§ **Task to complete**
Every line holding the string "Replace" is to be copied from the entries below.

(Stored data)
*-*-*
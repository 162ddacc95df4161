use crate::database::{NewPost, PostRepository};
use crate::error::{AppError, AppResult};
use crate::models::*;
use crate::services::IdentifierGenerator;
use crate::utils::with_timeout;
use std::sync::Arc;
use std::time::Duration;

#[derive(Clone)]
pub struct PostService {
    posts: Arc<dyn PostRepository>,
    generator: IdentifierGenerator,
    operation_timeout: Duration,
}

impl PostService {
    pub fn new(
        posts: Arc<dyn PostRepository>,
        identifier_max_attempts: u32,
        operation_timeout: Duration,
    ) -> Self {
        Self {
            generator: IdentifierGenerator::new(posts.clone(), identifier_max_attempts),
            posts,
            operation_timeout,
        }
    }

    /// 发帖：校验 -> 生成编号 -> 写入
    /// 编号耗尽 (IdentifierExhaustion) 直接失败，不在此处重试
    pub async fn create_post(
        &self,
        user_id: i64,
        request: CreatePostRequest,
    ) -> AppResult<PostResponse> {
        let title = request.validate()?;

        with_timeout(self.operation_timeout, "create post", async {
            let identifier = self.generator.generate().await?;
            let post = self
                .posts
                .insert_post(NewPost {
                    identifier,
                    user_id,
                    title,
                    content: request.content,
                    image_url: request.image_url,
                })
                .await?;

            log::info!("Post {} created by user {user_id}", post.identifier);
            Ok::<_, AppError>(PostResponse::from(post))
        })
        .await
    }

    pub async fn get_post(&self, identifier: &str) -> AppResult<PostResponse> {
        let identifier = PostIdentifier::parse(identifier)
            .map_err(|_| AppError::NotFound("Post not found".to_string()))?;
        self.posts
            .find_post_by_identifier(&identifier)
            .await?
            .map(Into::into)
            .ok_or_else(|| AppError::NotFound("Post not found".to_string()))
    }

    pub async fn list_posts(&self, query: &PostQuery) -> AppResult<PaginatedResponse<PostResponse>> {
        let params = PaginationParams::new(query.page, query.per_page);
        let (items, total) = self
            .posts
            .list_posts(params.get_offset(), params.get_limit())
            .await?;
        let items = items.into_iter().map(Into::into).collect();
        Ok(PaginatedResponse::new(items, &params, total))
    }

    /// 软删除；编号保留，不会再分配给其他帖子
    pub async fn delete_post(&self, user_id: i64, identifier: &str) -> AppResult<()> {
        let identifier = PostIdentifier::parse(identifier)
            .map_err(|_| AppError::NotFound("Post not found".to_string()))?;
        let post = self
            .posts
            .find_post_by_identifier(&identifier)
            .await?
            .ok_or_else(|| AppError::NotFound("Post not found".to_string()))?;

        if post.user_id != user_id {
            return Err(AppError::Forbidden);
        }

        self.posts.soft_delete_post(post.id).await?;
        log::info!("Post {identifier} deleted by user {user_id}");
        Ok(())
    }
}
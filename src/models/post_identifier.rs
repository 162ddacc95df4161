//! 帖子编号 `YYYY_MM_DD_HH_HEMUNG_SSS`
//!
//! 前缀为创建时间（截断到小时），后缀为 000-999 的随机三位数。
//! 开奖只看最后三位。

use crate::error::{AppError, AppResult};
use chrono::{DateTime, TimeZone};
use regex::Regex;
use std::fmt;
use std::str::FromStr;
use std::sync::LazyLock;

pub const IDENTIFIER_TAG: &str = "HEMUNG";

/// 每小时可用的后缀数量
pub const SUFFIX_SPACE: u16 = 1000;

static IDENTIFIER_PATTERN: LazyLock<Regex> = LazyLock::new(|| {
    Regex::new(r"^[0-9]{4}_[0-9]{2}_[0-9]{2}_[0-9]{2}_HEMUNG_[0-9]{3}$")
        .expect("identifier pattern is valid")
});

#[derive(Debug, Clone, PartialEq, Eq, Hash, PartialOrd, Ord)]
pub struct PostIdentifier(String);

impl PostIdentifier {
    /// `YYYY_MM_DD_HH_HEMUNG_`
    pub fn prefix_at<Tz>(at: &DateTime<Tz>) -> String
    where
        Tz: TimeZone,
        Tz::Offset: fmt::Display,
    {
        format!("{}_{}_", at.format("%Y_%m_%d_%H"), IDENTIFIER_TAG)
    }

    pub fn from_prefix(prefix: &str, suffix: u16) -> Self {
        debug_assert!(suffix < SUFFIX_SPACE);
        Self(format!("{prefix}{suffix:03}"))
    }

    pub fn parse(raw: &str) -> AppResult<Self> {
        if !IDENTIFIER_PATTERN.is_match(raw) {
            return Err(AppError::ValidationError(format!(
                "Invalid post identifier: {raw}"
            )));
        }
        Ok(Self(raw.to_string()))
    }

    pub fn as_str(&self) -> &str {
        &self.0
    }

    /// 末尾三位数字（构造时已保证为 ASCII）
    pub fn suffix(&self) -> &str {
        &self.0[self.0.len() - 3..]
    }

    pub fn into_inner(self) -> String {
        self.0
    }
}

impl fmt::Display for PostIdentifier {
    fn fmt(&self, f: &mut fmt::Formatter<'_>) -> fmt::Result {
        f.write_str(&self.0)
    }
}

impl FromStr for PostIdentifier {
    type Err = AppError;

    fn from_str(s: &str) -> Result<Self, Self::Err> {
        Self::parse(s)
    }
}

impl AsRef<str> for PostIdentifier {
    fn as_ref(&self) -> &str {
        &self.0
    }
}
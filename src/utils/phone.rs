/// 公开展示用的手机号脱敏：只保留最后 4 位数字
pub fn mask_phone(phone: &str) -> String {
    let digits: Vec<char> = phone.chars().filter(|c| c.is_ascii_digit()).collect();
    let keep = digits.len().min(4);
    let masked = digits.len() - keep;
    let mut out = "*".repeat(masked);
    out.extend(&digits[masked..]);
    out
}
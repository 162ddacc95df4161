use actix_web::web;
use utoipa::OpenApi;
use utoipa::{
    Modify,
    openapi::security::{Http, HttpAuthScheme, SecurityScheme},
};
use utoipa_swagger_ui::SwaggerUi;

use crate::handlers;
use crate::models::*;

struct SecurityAddon;

impl Modify for SecurityAddon {
    fn modify(&self, openapi: &mut utoipa::openapi::OpenApi) {
        if let Some(components) = openapi.components.as_mut() {
            components.add_security_scheme(
                "bearer_auth",
                SecurityScheme::Http(Http::new(HttpAuthScheme::Bearer)),
            )
        }
    }
}

#[derive(OpenApi)]
#[openapi(
    paths(
        handlers::post::create_post,
        handlers::post::list_posts,
        handlers::post::get_post,
        handlers::post::delete_post,
        handlers::lottery::get_results,
        handlers::admin::create_round,
        handlers::admin::list_rounds,
        handlers::admin::get_round,
        handlers::admin::draw_round,
    ),
    components(
        schemas(
            CreatePostRequest,
            PostResponse,
            PostQuery,
            PaginationParams,
            CreateLotteryRoundRequest,
            LotteryRoundResponse,
            WinnerResponse,
            DrawResultResponse,
            PublicWinnerResponse,
            LotteryResultResponse,
            ApiErrorResponse,
            ApiError,
        )
    ),
    modifiers(&SecurityAddon),
    tags(
        (name = "post", description = "Post API"),
        (name = "lottery", description = "Public lottery results API"),
        (name = "admin", description = "Lottery administration API"),
    ),
    info(
        title = "HEMUNG Backend API",
        version = "1.0.0",
        description = "Posts with lottery identifiers and the admin draw console",
    ),
    servers(
        (url = "/api/v1", description = "Local server")
    )
)]
pub struct ApiDoc;

pub fn swagger_config(cfg: &mut web::ServiceConfig) {
    cfg.service(
        SwaggerUi::new("/swagger-ui/{_:.*}").url("/api-docs/openapi.json", ApiDoc::openapi()),
    )
    .route(
        "/swagger-ui",
        web::get().to(|| async {
            actix_web::HttpResponse::Found()
                .append_header(("Location", "/swagger-ui/"))
                .finish()
        }),
    );
}
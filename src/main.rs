use actix_web::{App, HttpServer, middleware::Logger, web};
use chrono::Local; // timestamp in log lines
use env_logger::{Env, Target};
use std::io::Write; // for env_logger custom formatter
use std::sync::Arc;
use std::time::Duration;

use hemung_backend::{
    config::Config,
    database::{SeaOrmLotteryRepository, SeaOrmPostRepository, create_pool, run_migrations},
    handlers,
    middlewares::{AuthMiddleware, create_cors},
    services::*,
    swagger::swagger_config,
    utils::JwtService,
};

#[actix_web::main]
async fn main() -> std::io::Result<()> {
    env_logger::Builder::from_env(Env::default().default_filter_or("info"))
        .format(|buf, record| {
            let ts = Local::now().format("%Y-%m-%dT%H:%M:%S%.3f%:z");
            let level = record.level().as_str().to_ascii_lowercase();
            let msg_json = serde_json::to_string(&format!("{}", record.args()))
                .unwrap_or_else(|_| "\"<invalid utf8>\"".to_string());
            writeln!(
                buf,
                "{{\"timestamp\":\"{}\",\"level\":\"{}\",\"message\":{},\"target\":\"{}\"}}",
                ts,
                level,
                msg_json,
                record.target(),
            )
        })
        .target(Target::Stdout)
        .init();

    // 加载配置
    let config = Config::from_toml().expect("Failed to load configuration file");

    // 创建数据库连接池
    let pool = create_pool(&config.database)
        .await
        .expect("Failed to create database connection pool");

    // 运行数据库迁移
    run_migrations(&pool)
        .await
        .expect("Failed to run database migrations");

    let jwt_service = JwtService::new(&config.jwt.secret, config.jwt.token_expires_in);

    // 创建服务
    let post_repository = Arc::new(SeaOrmPostRepository::new(pool.clone()));
    let lottery_repository = Arc::new(SeaOrmLotteryRepository::new(pool.clone()));
    let operation_timeout = Duration::from_secs(config.posts.operation_timeout_secs);

    let post_service = PostService::new(
        post_repository.clone(),
        config.posts.identifier_max_attempts,
        operation_timeout,
    );
    let lottery_service =
        LotteryService::new(lottery_repository, post_repository, operation_timeout);

    // 启动HTTP服务器
    log::info!(
        "Starting HTTP server at {}:{}",
        config.server.host,
        config.server.port
    );

    HttpServer::new(move || {
        App::new()
            .wrap(Logger::default())
            .wrap(create_cors())
            .wrap(AuthMiddleware::new(jwt_service.clone()))
            .app_data(web::Data::new(post_service.clone()))
            .app_data(web::Data::new(lottery_service.clone()))
            .configure(swagger_config)
            .service(
                web::scope("/api/v1")
                    .configure(handlers::post_config)
                    .configure(handlers::lottery_config)
                    .configure(handlers::admin_config),
            )
    })
    .bind((config.server.host.as_str(), config.server.port))?
    .run()
    .await
}
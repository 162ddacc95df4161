use crate::middlewares::current_user;
use crate::models::*;
use crate::services::PostService;
use actix_web::{HttpRequest, HttpResponse, ResponseError, Result, web};
use serde_json::json;

#[utoipa::path(
    post,
    path = "/posts",
    tag = "post",
    request_body = CreatePostRequest,
    security(
        ("bearer_auth" = [])
    ),
    responses(
        (status = 200, description = "发帖成功，返回带编号的帖子", body = PostResponse),
        (status = 400, description = "请求参数错误", body = ApiErrorResponse),
        (status = 401, description = "未授权"),
        (status = 409, description = "编号并发冲突，可重试", body = ApiErrorResponse),
        (status = 500, description = "本小时编号已耗尽", body = ApiErrorResponse)
    )
)]
pub async fn create_post(
    service: web::Data<PostService>,
    req: HttpRequest,
    request: web::Json<CreatePostRequest>,
) -> Result<HttpResponse> {
    let user = match current_user(&req) {
        Ok(user) => user,
        Err(e) => return Ok(e.error_response()),
    };

    match service.create_post(user.user_id, request.into_inner()).await {
        Ok(post) => Ok(HttpResponse::Ok().json(json!({ "success": true, "data": post }))),
        Err(e) => Ok(e.error_response()),
    }
}

#[utoipa::path(
    get,
    path = "/posts",
    tag = "post",
    params(
        ("page" = Option<u32>, Query, description = "页码 (默认1)"),
        ("per_page" = Option<u32>, Query, description = "每页数量 (默认20)")
    ),
    responses(
        (status = 200, description = "获取帖子列表成功")
    )
)]
pub async fn list_posts(
    service: web::Data<PostService>,
    query: web::Query<PostQuery>,
) -> Result<HttpResponse> {
    match service.list_posts(&query.into_inner()).await {
        Ok(page) => Ok(HttpResponse::Ok().json(json!({ "success": true, "data": page }))),
        Err(e) => Ok(e.error_response()),
    }
}

#[utoipa::path(
    get,
    path = "/posts/{identifier}",
    tag = "post",
    params(
        ("identifier" = String, Path, description = "帖子编号")
    ),
    responses(
        (status = 200, description = "获取帖子成功", body = PostResponse),
        (status = 404, description = "帖子不存在", body = ApiErrorResponse)
    )
)]
pub async fn get_post(
    service: web::Data<PostService>,
    path: web::Path<String>,
) -> Result<HttpResponse> {
    match service.get_post(&path.into_inner()).await {
        Ok(post) => Ok(HttpResponse::Ok().json(json!({ "success": true, "data": post }))),
        Err(e) => Ok(e.error_response()),
    }
}

#[utoipa::path(
    delete,
    path = "/posts/{identifier}",
    tag = "post",
    params(
        ("identifier" = String, Path, description = "帖子编号")
    ),
    security(
        ("bearer_auth" = [])
    ),
    responses(
        (status = 200, description = "删除成功"),
        (status = 403, description = "只能删除自己的帖子"),
        (status = 404, description = "帖子不存在", body = ApiErrorResponse)
    )
)]
pub async fn delete_post(
    service: web::Data<PostService>,
    req: HttpRequest,
    path: web::Path<String>,
) -> Result<HttpResponse> {
    let user = match current_user(&req) {
        Ok(user) => user,
        Err(e) => return Ok(e.error_response()),
    };

    match service.delete_post(user.user_id, &path.into_inner()).await {
        Ok(()) => Ok(HttpResponse::Ok().json(json!({ "success": true }))),
        Err(e) => Ok(e.error_response()),
    }
}

pub fn post_config(cfg: &mut web::ServiceConfig) {
    cfg.service(
        web::scope("/posts")
            .route("", web::post().to(create_post))
            .route("", web::get().to(list_posts))
            .route("/{identifier}", web::get().to(get_post))
            .route("/{identifier}", web::delete().to(delete_post)),
    );
}
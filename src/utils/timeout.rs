use crate::error::{AppError, AppResult};
use std::future::Future;
use std::time::Duration;

/// 为一次请求内的操作加上超时
pub async fn with_timeout<T, F>(limit: Duration, operation: &str, fut: F) -> AppResult<T>
where
    F: Future<Output = AppResult<T>>,
{
    match tokio::time::timeout(limit, fut).await {
        Ok(result) => result,
        Err(_) => Err(AppError::Timeout(format!(
            "{operation} exceeded {}ms",
            limit.as_millis()
        ))),
    }
}
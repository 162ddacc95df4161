use crate::database::{LotteryRepository, NewLotteryRound, PostRepository};
use crate::entities::lottery_round_entity::WinnerEntry;
use crate::error::{AppError, AppResult};
use crate::models::*;
use crate::utils::with_timeout;
use std::sync::Arc;
use std::time::Duration;

#[derive(Clone)]
pub struct LotteryService {
    rounds: Arc<dyn LotteryRepository>,
    posts: Arc<dyn PostRepository>,
    operation_timeout: Duration,
}

impl LotteryService {
    pub fn new(
        rounds: Arc<dyn LotteryRepository>,
        posts: Arc<dyn PostRepository>,
        operation_timeout: Duration,
    ) -> Self {
        Self {
            rounds,
            posts,
            operation_timeout,
        }
    }

    /// 创建开奖轮次（管理员）
    pub async fn create_round(
        &self,
        request: CreateLotteryRoundRequest,
    ) -> AppResult<LotteryRoundResponse> {
        let draw_date = request.parse_draw_date()?;
        if request.winning_numbers.is_empty() {
            return Err(AppError::ValidationError(
                "At least one winning number is required".to_string(),
            ));
        }
        let winning_numbers = WinningNumber::normalize_all(&request.winning_numbers)?;

        let round = self
            .rounds
            .insert_round(NewLotteryRound {
                draw_date,
                winning_numbers,
            })
            .await?;
        log::info!(
            "Lottery round {} created for {} with numbers {:?}",
            round.id,
            round.draw_date,
            round.winning_numbers.0
        );
        Ok(round.into())
    }

    pub async fn list_rounds(&self) -> AppResult<Vec<LotteryRoundResponse>> {
        let rounds = self.rounds.list_rounds(None).await?;
        Ok(rounds.into_iter().map(Into::into).collect())
    }

    pub async fn get_round(&self, id: i64) -> AppResult<LotteryRoundResponse> {
        self.rounds
            .find_round_by_id(id)
            .await?
            .map(Into::into)
            .ok_or_else(|| AppError::NotFound(format!("Lottery round {id} not found")))
    }

    /// 已开奖轮次（公开展示）
    pub async fn list_results(&self) -> AppResult<Vec<LotteryResultResponse>> {
        let rounds = self.rounds.list_rounds(Some(false)).await?;
        Ok(rounds.into_iter().map(Into::into).collect())
    }

    /// 开奖
    ///
    /// 1. 轮次不存在 -> NotFound；已开奖 -> AlreadyDrawn（不做幂等处理）
    /// 2. 号码补零为三位，一次查询取出末三位命中任一号码的帖子（并集）
    /// 3. 每个命中帖子生成一条中奖记录，同一用户多帖命中则有多条
    /// 4. 中奖名单与 is_active = false 在同一条 UPDATE 中写入；
    ///    若写入时轮次已不再 active（并发开奖），返回 AlreadyDrawn，名单保持第一次的结果
    pub async fn draw_round(&self, id: i64) -> AppResult<DrawResultResponse> {
        // 超时只覆盖读取与匹配，提交不受其约束
        let winners = with_timeout(self.operation_timeout, "draw lottery round", async {
            let round = self
                .rounds
                .find_round_by_id(id)
                .await?
                .ok_or_else(|| AppError::NotFound(format!("Lottery round {id} not found")))?;

            if !round.is_active {
                return Err(AppError::AlreadyDrawn(id));
            }

            let numbers = WinningNumber::normalize_all(&round.winning_numbers.0)?;
            let winners: Vec<WinnerEntry> = self
                .posts
                .find_posts_matching_trailing_digits(&numbers)
                .await?
                .into_iter()
                .map(Into::into)
                .collect();
            Ok::<_, AppError>(winners)
        })
        .await?;

        if !self.rounds.commit_draw(id, winners.clone()).await? {
            log::warn!("Lottery round {id} was drawn concurrently, result discarded");
            return Err(AppError::AlreadyDrawn(id));
        }

        log::info!("Lottery round {id} drawn with {} winner(s)", winners.len());
        Ok(DrawResultResponse::new(id, winners))
    }
}
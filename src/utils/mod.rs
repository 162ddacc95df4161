pub mod jwt;
pub mod phone;
pub mod timeout;

pub use jwt::*;
pub use phone::*;
pub use timeout::with_timeout;
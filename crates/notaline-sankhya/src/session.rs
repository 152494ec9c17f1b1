//! Bearer-token session with deduplicated refresh.
//!
//! The token cache is shared mutable state across all download workers.
//! Refresh is single-flight: the caller holding the lock performs the
//! login call, and callers that queued behind it find the fresh token and
//! return without a second authentication.

use std::sync::{Arc, Mutex};

use notaline_core::{http_client, REQUEST_TIMEOUT, SHARED_RUNTIME};

use crate::config::{Credentials, Endpoints, RetryPolicy};
use crate::error::AuthError;

#[derive(Default)]
struct Slot {
    token: Option<Arc<str>>,
    generation: u64,
}

/// Mutex-guarded token slot with a generation counter.
///
/// The generation lets a caller that observed a stale token prove it:
/// refresh only performs the fetch when no newer token has landed since.
#[derive(Default)]
pub struct TokenCache {
    slot: Mutex<Slot>,
}

impl TokenCache {
    pub fn new() -> Self {
        Self::default()
    }

    /// Cached token and its generation. Generation 0 means never filled.
    pub fn current(&self) -> (Option<Arc<str>>, u64) {
        let slot = self.slot.lock().expect("token cache poisoned");
        (slot.token.clone(), slot.generation)
    }

    /// Replace the token a caller observed at generation `stale`.
    ///
    /// Re-checks the slot after acquiring refresh rights: if another caller
    /// already stored a newer token, it is returned without invoking
    /// `fetch`.
    pub fn refresh<F>(&self, stale: u64, fetch: F) -> Result<(Arc<str>, u64), AuthError>
    where
        F: FnOnce() -> Result<String, AuthError>,
    {
        let mut slot = self.slot.lock().expect("token cache poisoned");
        if slot.generation != stale {
            if let Some(token) = slot.token.clone() {
                return Ok((token, slot.generation));
            }
        }
        let token: Arc<str> = Arc::from(fetch()?.as_str());
        slot.token = Some(token.clone());
        slot.generation = slot.generation.wrapping_add(1);
        Ok((token, slot.generation))
    }
}

enum LoginAttempt {
    Token(String),
    Rejected(u16),
    Failed(String),
}

/// Authenticated session against the gateway.
///
/// Owns the credential bundle and the shared token cache; safe to share
/// by reference across the worker pool.
pub struct Session {
    credentials: Credentials,
    endpoints: Endpoints,
    policy: RetryPolicy,
    cache: TokenCache,
}

impl Session {
    pub fn new(credentials: Credentials, endpoints: Endpoints, policy: RetryPolicy) -> Self {
        Self {
            credentials,
            endpoints,
            policy,
            cache: TokenCache::new(),
        }
    }

    pub fn policy(&self) -> RetryPolicy {
        self.policy
    }

    pub(crate) fn query_url(&self) -> &str {
        &self.endpoints.query_url
    }

    /// Valid bearer token, authenticating on first use.
    pub fn bearer(&self) -> Result<(Arc<str>, u64), AuthError> {
        match self.cache.current() {
            (Some(token), generation) => Ok((token, generation)),
            (None, generation) => self.cache.refresh(generation, || self.authenticate()),
        }
    }

    /// Replace a token the caller observed rejected at `generation`.
    pub fn refresh(&self, generation: u64) -> Result<(Arc<str>, u64), AuthError> {
        self.cache.refresh(generation, || self.authenticate())
    }

    /// Exchange credentials for a bearer token, retrying up to the policy
    /// ceiling with a fixed delay. Exhaustion is fatal.
    fn authenticate(&self) -> Result<String, AuthError> {
        let max = self.policy.auth_attempts;
        let mut last_status = None;

        for attempt in 1..=max {
            if attempt > 1 {
                std::thread::sleep(self.policy.auth_delay);
            }
            match self.try_login() {
                LoginAttempt::Token(token) => return Ok(token),
                LoginAttempt::Rejected(status) => {
                    log::warn!("[{attempt}/{max}] authentication rejected: HTTP {status}");
                    last_status = Some(status);
                }
                LoginAttempt::Failed(msg) => {
                    log::warn!("[{attempt}/{max}] authentication request failed: {msg}");
                }
            }
        }

        log::error!("no bearer token after {max} attempts, aborting");
        Err(AuthError {
            attempts: max,
            last_status,
        })
    }

    fn try_login(&self) -> LoginAttempt {
        SHARED_RUNTIME.handle().block_on(async {
            let response = match http_client()
                .post(&self.endpoints.login_url)
                .header("token", &self.credentials.token)
                .header("appkey", &self.credentials.appkey)
                .header("username", &self.credentials.username)
                .header("password", &self.credentials.password)
                .timeout(REQUEST_TIMEOUT)
                .send()
                .await
            {
                Ok(r) => r,
                Err(e) => return LoginAttempt::Failed(e.without_url().to_string()),
            };

            let status = response.status().as_u16();
            if status != 200 {
                return LoginAttempt::Rejected(status);
            }

            let body: serde_json::Value = match response.json().await {
                Ok(v) => v,
                Err(e) => {
                    return LoginAttempt::Failed(format!(
                        "invalid JSON login body: {}",
                        e.without_url()
                    ))
                }
            };
            match body.get("bearerToken").and_then(|v| v.as_str()) {
                Some(token) if !token.is_empty() => LoginAttempt::Token(token.to_string()),
                _ => LoginAttempt::Failed("login response missing bearerToken".to_string()),
            }
        })
    }
}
*-*-*
§ **Result of this task**
    /// Replace the token a caller observed at generation `stale`.
    /// Replace a token the caller observed rejected at `generation`.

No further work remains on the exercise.